Rows shown below reporesents :
- Graffiti on background - Graffiti from original photo pasted to a new background in random orientation
- Mask - Mask showing where in the image graffiti is
- Background without graffiti - Used for background reconstruction
- Background - Original background without graffiti we are trying to reconstruct
Since I had limited number of training samples, data had to be heavily augmented. Below is list of augmentations applied in different stages of preparation of training sample.
Training data was really time consuming can't be done fast enough in real-time. Therefore around 100k training samples were pre-generated before the training itself.
# Augmentations applied to single graffiti sample later copied to a new background
graffiti_image_augmentations = iaa.Sequential([
iaa.ElasticTransformation(alpha=20, sigma=4),
iaa.Add((-4, 4), per_channel=0.5),
iaa.Affine(shear=(-16, 16)),
iaa.Affine(scale=(0.6, 0.9)),
iaa.Affine(rotate=(-30, 30)),
iaa.Affine(translate_px={
"x": (-200, 200),
"y": (-200, 200)
}),
iaa.Fliplr(0.5),
iaa.Flipud(0.5),
iaa.GaussianBlur(sigma=(0.0, 1.0)),
])
# Augmentations applied to a random background to be used for new graffiti sample
background_image_augmentations = iaa.Sequential([
iaa.ElasticTransformation(alpha=20, sigma=4),
iaa.GaussianBlur(sigma=(0.0, 2.0)),
iaa.Affine(shear=(-3, 3)),
iaa.Affine(rotate=(-3, 3)),
iaa.Fliplr(0.5),
iaa.Flipud(0.5),
iaa.Add((-4, 4), per_channel=0.5)
])
# Augmentations applied to a final sample with graffiti on new background
final_image_augmentations = iaa.Sequential([
iaa.ElasticTransformation(alpha=10, sigma=4),
iaa.GaussianBlur(sigma=(0.0, 1.0)),
])
Each training sample can contain 1-4 of graffiti in random orientation to each other. Number of graffiti in training sample had following distribution :
random.choices([1, 2, 3, 4], [0.7, 0.1, 0.1, 0.1])
For graffiti detection i used library Segmentation models offering multiple models. After some experimentation I have settled down on U-Net
with resnet34
.
Part of this project was also experimentation with different loss functions. Below are examples of generated losses on different samples, to help me understand how different losses penalize different results.
For graffiti removal I used great work of Mathias Gruber and his project PConv-Keras. Weight supplied by this project has been fine tuned for my dataset.
I wanted model to be able to distinguish graffiti from normal city scenery, without much false positives which I think works quite satisfactory, considering that work presented here builds on only 238 graffiti samples.
More video samples can be seen on following YouTube video :
Further work could be made
- I find PConv-Keras loss function quite interesting and more exploration is beyond scope of this project.
- Video is processed frame by frame and reconstructed background can therefore be quite noisy. It would be interesting to implement some kind of time sensitive background reconstruction.
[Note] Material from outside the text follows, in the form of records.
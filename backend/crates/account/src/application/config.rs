//! Application Configuration
//!
//! Configuration for the account application layer.

use std::time::Duration;

use platform::cookie::CookieConfig;
/// Re-export SameSite from platform
pub use platform::cookie::SameSite;

#[derive(Debug, Clone)]
pub struct AccountConfig {
    /// Session cookie name
    pub session_cookie_name: String,
    /// HMAC key for session cookies (32 bytes)
    pub session_secret: [u8; 32],
    /// Session TTL without "Remember Me" (1 day)
    pub session_ttl_short: Duration,
    /// Session TTL with "Remember Me" (30 days)
    pub session_ttl_long: Duration,
    /// Password reset link lifetime (1 hour)
    pub password_reset_ttl: Duration,
    /// Email verification link lifetime (24 hours)
    pub email_verification_ttl: Duration,
    pub cookie_secure: bool,
    pub cookie_same_site: SameSite,
    /// Password pepper (optional, application-wide secret)
    pub password_pepper: Option<Vec<u8>>,
    /// Origin used in mailed links, without trailing slash
    pub base_url: String,
    /// Shown in page titles
    pub server_name: String,
}

impl Default for AccountConfig {
    fn default() -> Self {
        Self {
            session_cookie_name: "sessionId".to_string(),
            session_secret: [0u8; 32],
            session_ttl_short: Duration::from_secs(24 * 3600),
            session_ttl_long: Duration::from_secs(30 * 24 * 3600),
            password_reset_ttl: Duration::from_secs(3600),
            email_verification_ttl: Duration::from_secs(24 * 3600),
            cookie_secure: true,
            cookie_same_site: SameSite::Lax,
            password_pepper: None,
            base_url: "http://localhost:3000".to_string(),
            server_name: "localhost".to_string(),
        }
    }
}

impl AccountConfig {
    /// Create config with a random session secret (for development)
    pub fn with_random_secret() -> Self {
        let mut secret = [0u8; 32];
        secret.copy_from_slice(&platform::crypto::random_bytes(32));
        Self {
            session_secret: secret,
            ..Default::default()
        }
    }

    /// Create config for development (insecure cookie)
    pub fn development() -> Self {
        Self {
            cookie_secure: false,
            ..Self::with_random_secret()
        }
    }

    /// Session lifetime for the "remember me" choice
    pub fn session_ttl(&self, remember_me: bool) -> chrono::Duration {
        to_chrono(if remember_me {
            self.session_ttl_long
        } else {
            self.session_ttl_short
        })
    }

    pub fn password_reset_ttl(&self) -> chrono::Duration {
        to_chrono(self.password_reset_ttl)
    }

    pub fn email_verification_ttl(&self) -> chrono::Duration {
        to_chrono(self.email_verification_ttl)
    }

    /// Session cookie attributes without Max-Age
    pub fn cookie(&self) -> CookieConfig {
        CookieConfig {
            name: self.session_cookie_name.clone(),
            secure: self.cookie_secure,
            http_only: true,
            same_site: self.cookie_same_site,
            path: "/".to_string(),
            max_age_secs: None,
        }
    }

    /// Session cookie whose Max-Age matches the session row
    pub fn session_cookie(&self, remember_me: bool) -> CookieConfig {
        self.cookie()
            .with_max_age(self.session_ttl(remember_me).num_seconds())
    }

    /// Get password pepper as slice
    pub fn pepper(&self) -> Option<&[u8]> {
        self.password_pepper.as_deref()
    }

    /// Absolute link for a mailed token, e.g. `/account/verify-email`
    pub fn token_link(&self, path: &str, token: &str) -> String {
        format!("{}{}?token={}", self.base_url.trim_end_matches('/'), path, token)
    }
}

fn to_chrono(duration: Duration) -> chrono::Duration {
    chrono::Duration::from_std(duration).unwrap_or(chrono::Duration::MAX)
}

#[cfg(test)]
mod tests {
    use super::*;

    #[test]
    fn test_defaults() {
        let config = AccountConfig::default();
        assert_eq!(config.session_cookie_name, "sessionId");
        assert_eq!(config.session_ttl(false), chrono::Duration::days(1));
        assert_eq!(config.session_ttl(true), chrono::Duration::days(30));
        assert_eq!(config.password_reset_ttl(), chrono::Duration::hours(1));
        assert_eq!(config.email_verification_ttl(), chrono::Duration::hours(24));
    }

    #[test]
    fn test_development_cookie_is_not_secure() {
        let config = AccountConfig::development();
        assert!(!config.cookie_secure);
        assert_ne!(config.session_secret, [0u8; 32]);

        let cookie = config.session_cookie(true).build_set_cookie("x");
        assert!(cookie.contains("Max-Age=2592000"));
        assert!(cookie.contains("SameSite=Lax"));
        assert!(!cookie.contains("Secure"));
    }

    #[test]
    fn test_token_link() {
        let config = AccountConfig {
            base_url: "https://id.example.com/".to_string(),
            ..Default::default()
        };
        assert_eq!(
            config.token_link("/account/reset-password", "abc"),
            "https://id.example.com/account/reset-password?token=abc"
        );
    }
}
//! Forgot Password Use Case
//!
//! Issues a password reset link. The outcome is never revealed to the
//! caller, so the handler shows the same message for every identifier.

use std::sync::Arc;

use platform::mail::Mailer;

use crate::application::config::AccountConfig;
use crate::application::mail_templates;
use crate::application::sign_in::find_user_by_identifier;
use crate::domain::entity::PasswordResetToken;
use crate::domain::repository::{PasswordResetTokenRepository, UserRepository};
use crate::error::{AccountError, AccountResult};

pub const RESET_LINK_SENT: &str =
    "If an account with that username or email exists, we have sent a password reset link.";

pub struct ForgotPasswordUseCase<U, P, M>
where
    U: UserRepository,
    P: PasswordResetTokenRepository,
    M: Mailer,
{
    user_repo: Arc<U>,
    token_repo: Arc<P>,
    mailer: Arc<M>,
    config: Arc<AccountConfig>,
}

impl<U, P, M> ForgotPasswordUseCase<U, P, M>
where
    U: UserRepository,
    P: PasswordResetTokenRepository,
    M: Mailer,
{
    pub fn new(
        user_repo: Arc<U>,
        token_repo: Arc<P>,
        mailer: Arc<M>,
        config: Arc<AccountConfig>,
    ) -> Self {
        Self {
            user_repo,
            token_repo,
            mailer,
            config,
        }
    }

    pub async fn execute(&self, identifier: &str) -> AccountResult<()> {
        if identifier.trim().is_empty() {
            return Err(AccountError::MissingFields(
                "Please enter your username or email",
            ));
        }

        let Some(user) = find_user_by_identifier(self.user_repo.as_ref(), identifier).await?
        else {
            tracing::debug!("Password reset requested for unknown identifier");
            return Ok(());
        };

        let Some(email) = user.email.as_ref() else {
            tracing::debug!(user_id = %user.user_id, "Password reset requested without email");
            return Ok(());
        };

        self.token_repo.delete_all_for_user(&user.user_id).await?;
        let (token, raw) =
            PasswordResetToken::issue(user.user_id, self.config.password_reset_ttl());
        self.token_repo.create(&token).await?;

        let link = self
            .config
            .token_link("/account/reset-password", raw.as_str());
        let message = mail_templates::password_reset_email(email, &user.user_name, &link);

        match self.mailer.send(&message).await {
            Ok(()) => tracing::info!(user_id = %user.user_id, "Password reset link issued"),
            Err(e) => {
                tracing::warn!(user_id = %user.user_id, error = %e, "Password reset email failed")
            }
        }

        Ok(())
    }
}
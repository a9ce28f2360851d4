//! Repository Trait

use account::domain::value_object::{PublicId, UserGroupId, UserId};

use crate::domain::entities::{GroupSummary, ManagedUser};
use crate::error::AdminResult;

/// User management repository trait
#[trait_variant::make(UserAdminRepository: Send)]
pub trait LocalUserAdminRepository {
    /// Non-deleted users, oldest first
    async fn list_users(&self) -> AdminResult<Vec<ManagedUser>>;

    async fn list_groups(&self) -> AdminResult<Vec<GroupSummary>>;

    async fn find_user(&self, public_id: &PublicId) -> AdminResult<Option<ManagedUser>>;

    /// Lookup by canonical user name
    async fn find_user_by_name(&self, canonical: &str) -> AdminResult<Option<ManagedUser>>;

    async fn find_group(&self, id: UserGroupId) -> AdminResult<Option<GroupSummary>>;

    /// Move `target` into `group`. The member count of the group being
    /// left and the update happen atomically, so the group-change policy
    /// holds under concurrent requests.
    async fn change_group(&self, target: &ManagedUser, group: &GroupSummary) -> AdminResult<()>;

    /// Soft-delete the user with their sessions, details and tokens
    async fn soft_delete_user(&self, user_id: &UserId) -> AdminResult<()>;
}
- From my experience, most important part is reliable graffiti detection. Further work may be needed to lower false positives.
This repository has only one entry point with following options :
python3 -m deepclean --help
Using TensorFlow backend.
Usage: __main__.py [OPTIONS] COMMAND [ARGS]...
Options:
--help Show this message and exit.
Commands:
clean-data Clean files in ./video_files/*.MOV
debug-training-data Writes training data for detector network
into...
debug-validation-data Writes training data for remover network into...
gen-training-data Generate training samples
get-validation-data Generate validation samples
train-remover-network Train neural network reconstructing original...
train-segmentation-network Train neural network detecting graffiti in...
This script downloads labels from LabelBox and splits training and validation sets
python3 download_data.py ./export.csv